Yahoo (YHOO) competes with Google (GOOG), Microsoft (MSFT), AOL (AOL) and Facebook in the display as well as search advertising market. Here we explore upside and downside scenarios for Yahoo’s display and search advertising business, which account for around 18% and 17% of our $17.88 price estimate for Yahoo stock respectively. Our price estimate is roughly 5% ahead of market price.
Yahoo’s revenue per page view (RPM) has declined from around $1.39 per 1,000 page views in 2007 to $1.02 in 2010, but we expect a rebound to around $1.22 per 1,000 page views by the end of our forecast period.
The U.S. online advertising market has made a comeback since the recessionary period in 2009, growing by 14% from $22.7 billion in 2009 to $25.8 billion in 2010. [1] We anticipate continued growth in this market going forward.
However, Yahoo’s U.S. online ad revenues actually dropped in 2010 as the company saw a downtick in its market share. [2] Yahoo seemed to be unable to leverage the ad market growth, lagging behind peers like Google and Facebook. This adds a bit of risk to our bullish estimates for Yahoo’s RPM.
Yahoo RPM declined by around 5% from $1.07 in 2009 to $1.02 in 2010, despite the better year for the overall online advertising market. If we extrapolate this decline into the years ahead, it would imply RPM of about $0.7 per 1,000 page views by the end of our forecast period (vs. the $1.22 that we currently forecast). This scenario would produce an 8% downside to our $17.88 price estimate for Yahoo stock.

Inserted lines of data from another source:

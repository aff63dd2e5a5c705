//! ds-schemas
//!
//! Shared data model for the hadith reader: references, composite keys,
//! bookmarks, the remote section payload shape and the book/language catalog.
//!
//! Pure types. No IO, no clock.

mod catalog;
mod id;
mod types;

pub use catalog::*;
pub use id::{make_id, CompositeKey, KEY_FORMAT_VERSION};
pub use types::*;
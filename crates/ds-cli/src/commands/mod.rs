//! Command handler modules for the `ds` binary.
//!
//! Shared wiring (config, store, source) lives here; each submodule owns one
//! group of subcommands.

pub mod annotate;
pub mod browse;
pub mod settings;
pub mod share;

use std::sync::Arc;

use anyhow::{anyhow, Result};
use ds_browse::{reconcile_page, SectionPager};
use ds_config::{report_unused_keys, AppConfig, UnusedKeyPolicy};
use ds_schemas::{Hadith, SectionTarget};
use ds_source::{CdnHadithSource, HadithSource, SourceError};
use ds_store::{AppContext, FileBackend, KeyFormatCheck, KvBackend};
use tracing::{debug, warn};

/// Layers from `--config`, then env overrides. Unused keys are warned about.
pub fn load_config(paths: &[String]) -> Result<AppConfig> {
    let path_refs: Vec<&str> = paths.iter().map(|s| s.as_str()).collect();
    let loaded = ds_config::load_effective(&path_refs)?;

    let report = report_unused_keys(&loaded.config_json, UnusedKeyPolicy::Warn)?;
    if !report.is_clean() {
        eprintln!(
            "WARN: CONFIG_UNUSED_KEYS unused_leaf_keys={}",
            report.unused_leaf_pointers.len()
        );
        for p in &report.unused_leaf_pointers {
            eprintln!("  unused={}", p);
        }
    }
    Ok(loaded.config)
}

/// Everything a command needs: effective config, local state, remote source.
pub struct Runtime {
    pub config: AppConfig,
    pub ctx: AppContext,
    pub source: CdnHadithSource,
}

impl Runtime {
    pub fn open(config: AppConfig) -> Self {
        debug!(data_dir = %config.storage.data_dir.display(), "opening store");
        let backend: Arc<dyn KvBackend> = Arc::new(FileBackend::new(&config.storage.data_dir));
        let ctx = AppContext::open(backend);
        match ctx.key_format() {
            KeyFormatCheck::Mismatch { found } => {
                warn!(found, "stored bookmark keys were written by another version");
            }
            KeyFormatCheck::Unknown => {
                warn!("key format of stored bookmarks could not be checked");
            }
            KeyFormatCheck::Stamped | KeyFormatCheck::Current => {}
        }
        let source = CdnHadithSource::new_with_base_url(config.api.base_url.clone());
        Self {
            config,
            ctx,
            source,
        }
    }

    /// `section` of the active book in the active language.
    pub fn target(&self, section: &str) -> SectionTarget {
        let s = self.ctx.settings();
        SectionTarget::new(s.book, section, s.lang)
    }

    pub fn pager(&self, target: SectionTarget) -> SectionPager {
        SectionPager::with_page_size(target, self.config.paging.page_size)
    }

    /// Download `target` and pick hadith `number` out of it.
    pub async fn find_hadith(&self, target: &SectionTarget, number: u64) -> Result<Hadith> {
        let payload = self
            .source
            .fetch_section(target)
            .await
            .map_err(source_failure)?;
        payload
            .hadiths
            .into_iter()
            .find(|h| h.hadithnumber == number)
            .ok_or_else(|| {
                anyhow!(
                    "hadith {} not found in {}/{} ({})",
                    number,
                    target.book,
                    target.section,
                    target.lang
                )
            })
    }
}

/// A fetch failure as shown to the user: the error plus its hint.
pub fn source_failure(e: SourceError) -> anyhow::Error {
    anyhow!("{e}. {}", e.hint())
}

/// Book name and the open section's title, once the section has loaded.
pub fn print_header(pager: &SectionPager) {
    let Some(meta) = pager.metadata() else {
        return;
    };
    let section = match meta.current_section() {
        Some((id, title)) => format!("{id}: {title}"),
        None => pager.target().section.clone(),
    };
    println!("book_name={} section={}", meta.name, section);
}

/// Print the shown items of `pager` with their bookmark / reaction state.
pub fn print_rows(rt: &Runtime, pager: &SectionPager) {
    let rows = reconcile_page(
        pager.target(),
        pager.items(),
        rt.ctx.bookmarks(),
        rt.ctx.reactions(),
    );
    for (h, state) in rows {
        let mark = if state.is_bookmarked { "*" } else { " " };
        let reaction = state.active_reaction.as_deref().unwrap_or("-");
        println!(
            "#{} {} {} [Book {}, Hadith {}] {}",
            h.hadithnumber,
            mark,
            reaction,
            h.reference.book,
            h.reference.hadith,
            one_line(&h.text)
        );
    }
}

fn one_line(text: &str) -> String {
    text.split_whitespace().collect::<Vec<_>>().join(" ")
}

Yahoo has taken a few cost cutting steps to offset top-line revenue declines as mentioned above. For one, Yahoo has reduced its workforce in order to cut operating expenses (See Yahoo’s Cost Cutting Initiatives Can Lift Profit Margins, Stock Value).
Yahoo has also partnered with Microsoft to utilize Microsoft’s search technology for Yahoo searches. According to the agreement, Yahoo will keep most of the revenues, while Microsoft will bear the majority of the operating expenses associated with Yahoo’s search advertising business. Although this deal means that Yahoo will lose the ability to proprietarily innovate its search business, the agreement will spur notable operating cost savings.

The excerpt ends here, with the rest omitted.